## Provided data

::::::::::

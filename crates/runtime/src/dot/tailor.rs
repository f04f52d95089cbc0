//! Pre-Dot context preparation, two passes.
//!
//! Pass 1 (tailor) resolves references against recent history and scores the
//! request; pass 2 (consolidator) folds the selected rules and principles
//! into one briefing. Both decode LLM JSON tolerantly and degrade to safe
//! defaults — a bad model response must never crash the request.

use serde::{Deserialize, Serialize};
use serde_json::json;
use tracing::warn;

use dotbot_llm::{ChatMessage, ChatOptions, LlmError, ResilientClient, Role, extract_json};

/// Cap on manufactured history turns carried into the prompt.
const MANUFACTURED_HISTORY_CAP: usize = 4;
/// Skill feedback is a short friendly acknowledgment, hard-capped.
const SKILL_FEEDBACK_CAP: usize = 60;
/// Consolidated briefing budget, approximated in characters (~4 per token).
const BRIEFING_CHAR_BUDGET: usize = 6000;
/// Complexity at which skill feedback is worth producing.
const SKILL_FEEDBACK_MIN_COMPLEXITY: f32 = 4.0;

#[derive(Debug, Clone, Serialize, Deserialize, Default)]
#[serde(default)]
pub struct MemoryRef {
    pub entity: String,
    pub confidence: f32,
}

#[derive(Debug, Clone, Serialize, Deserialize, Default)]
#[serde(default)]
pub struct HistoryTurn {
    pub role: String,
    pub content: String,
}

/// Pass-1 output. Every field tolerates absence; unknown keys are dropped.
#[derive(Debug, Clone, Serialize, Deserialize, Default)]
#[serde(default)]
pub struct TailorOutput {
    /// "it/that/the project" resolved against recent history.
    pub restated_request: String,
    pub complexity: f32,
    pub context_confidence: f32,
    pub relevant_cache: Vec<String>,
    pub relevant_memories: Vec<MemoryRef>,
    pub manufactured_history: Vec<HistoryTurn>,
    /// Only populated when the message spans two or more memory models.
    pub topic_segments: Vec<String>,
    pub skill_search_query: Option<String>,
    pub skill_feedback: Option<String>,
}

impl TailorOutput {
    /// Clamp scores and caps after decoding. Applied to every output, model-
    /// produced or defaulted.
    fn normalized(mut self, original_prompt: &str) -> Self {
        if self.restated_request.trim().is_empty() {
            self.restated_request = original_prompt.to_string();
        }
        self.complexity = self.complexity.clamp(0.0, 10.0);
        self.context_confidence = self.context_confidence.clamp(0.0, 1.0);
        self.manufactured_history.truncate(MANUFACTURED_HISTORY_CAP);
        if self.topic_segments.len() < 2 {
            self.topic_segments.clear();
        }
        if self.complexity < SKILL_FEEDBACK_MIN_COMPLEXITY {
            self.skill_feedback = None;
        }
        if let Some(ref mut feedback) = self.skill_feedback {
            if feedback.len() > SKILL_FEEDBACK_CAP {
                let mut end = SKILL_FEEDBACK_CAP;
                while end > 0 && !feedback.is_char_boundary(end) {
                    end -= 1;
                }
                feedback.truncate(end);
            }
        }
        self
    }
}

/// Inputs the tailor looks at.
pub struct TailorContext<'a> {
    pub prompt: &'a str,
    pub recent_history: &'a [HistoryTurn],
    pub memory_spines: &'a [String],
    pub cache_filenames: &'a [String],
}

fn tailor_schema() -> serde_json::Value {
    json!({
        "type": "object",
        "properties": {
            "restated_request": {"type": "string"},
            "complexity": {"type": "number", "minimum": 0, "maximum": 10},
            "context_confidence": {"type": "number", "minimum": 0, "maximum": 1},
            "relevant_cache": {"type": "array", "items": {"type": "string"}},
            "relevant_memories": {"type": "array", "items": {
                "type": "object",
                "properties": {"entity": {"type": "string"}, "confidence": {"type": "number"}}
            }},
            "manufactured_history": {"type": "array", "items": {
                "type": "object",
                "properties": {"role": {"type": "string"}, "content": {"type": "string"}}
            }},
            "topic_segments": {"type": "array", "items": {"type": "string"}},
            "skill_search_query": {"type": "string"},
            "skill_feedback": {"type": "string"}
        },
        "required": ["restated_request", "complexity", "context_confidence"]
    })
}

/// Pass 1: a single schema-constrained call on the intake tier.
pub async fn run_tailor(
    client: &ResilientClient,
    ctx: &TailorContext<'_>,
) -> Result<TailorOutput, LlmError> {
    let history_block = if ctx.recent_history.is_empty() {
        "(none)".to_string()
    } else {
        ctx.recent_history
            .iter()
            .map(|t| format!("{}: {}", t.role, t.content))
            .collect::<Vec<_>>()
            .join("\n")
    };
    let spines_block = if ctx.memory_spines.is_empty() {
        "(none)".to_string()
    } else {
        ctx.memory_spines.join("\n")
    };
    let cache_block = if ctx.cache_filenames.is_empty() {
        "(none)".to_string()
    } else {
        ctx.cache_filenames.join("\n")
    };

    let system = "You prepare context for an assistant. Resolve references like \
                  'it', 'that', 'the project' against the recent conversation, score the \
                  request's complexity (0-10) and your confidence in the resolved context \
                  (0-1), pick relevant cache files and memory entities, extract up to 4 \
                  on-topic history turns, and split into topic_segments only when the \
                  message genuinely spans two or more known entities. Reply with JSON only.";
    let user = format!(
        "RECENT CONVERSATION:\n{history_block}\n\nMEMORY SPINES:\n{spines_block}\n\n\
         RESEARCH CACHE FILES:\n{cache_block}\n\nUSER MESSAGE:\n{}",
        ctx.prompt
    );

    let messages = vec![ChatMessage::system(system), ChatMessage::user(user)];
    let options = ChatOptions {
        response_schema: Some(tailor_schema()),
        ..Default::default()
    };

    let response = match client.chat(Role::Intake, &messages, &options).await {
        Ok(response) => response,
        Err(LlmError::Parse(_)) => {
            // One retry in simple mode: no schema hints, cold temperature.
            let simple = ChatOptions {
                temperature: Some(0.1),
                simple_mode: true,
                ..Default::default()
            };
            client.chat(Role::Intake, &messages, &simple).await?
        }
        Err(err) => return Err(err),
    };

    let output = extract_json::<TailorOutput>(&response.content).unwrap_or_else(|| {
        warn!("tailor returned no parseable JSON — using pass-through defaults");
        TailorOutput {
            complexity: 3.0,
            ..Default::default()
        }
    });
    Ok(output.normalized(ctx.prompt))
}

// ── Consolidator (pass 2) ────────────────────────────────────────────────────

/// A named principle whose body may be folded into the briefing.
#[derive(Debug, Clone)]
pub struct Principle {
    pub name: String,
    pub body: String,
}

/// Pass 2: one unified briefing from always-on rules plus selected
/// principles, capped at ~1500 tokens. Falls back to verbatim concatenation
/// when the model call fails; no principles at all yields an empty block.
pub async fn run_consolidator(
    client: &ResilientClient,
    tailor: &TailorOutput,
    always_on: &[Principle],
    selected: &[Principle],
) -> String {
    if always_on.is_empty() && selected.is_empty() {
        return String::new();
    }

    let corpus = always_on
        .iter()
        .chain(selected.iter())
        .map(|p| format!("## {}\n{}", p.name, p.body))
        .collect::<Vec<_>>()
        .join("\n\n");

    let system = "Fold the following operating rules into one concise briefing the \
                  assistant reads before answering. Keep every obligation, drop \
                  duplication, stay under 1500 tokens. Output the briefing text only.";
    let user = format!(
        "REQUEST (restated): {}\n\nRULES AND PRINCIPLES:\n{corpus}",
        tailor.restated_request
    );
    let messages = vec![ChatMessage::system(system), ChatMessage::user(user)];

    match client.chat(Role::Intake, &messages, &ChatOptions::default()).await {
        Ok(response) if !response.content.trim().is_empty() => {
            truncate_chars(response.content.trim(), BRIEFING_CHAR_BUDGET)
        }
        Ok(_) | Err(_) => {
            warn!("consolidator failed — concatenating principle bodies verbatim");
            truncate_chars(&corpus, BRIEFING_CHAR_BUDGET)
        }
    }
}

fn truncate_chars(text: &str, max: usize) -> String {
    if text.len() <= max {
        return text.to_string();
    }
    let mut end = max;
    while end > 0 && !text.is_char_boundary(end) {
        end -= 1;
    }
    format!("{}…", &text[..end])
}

::::::::::

## Problem to work on
If a line of the listing contains "against", count it; state the final number and nothing more.

## Task result
3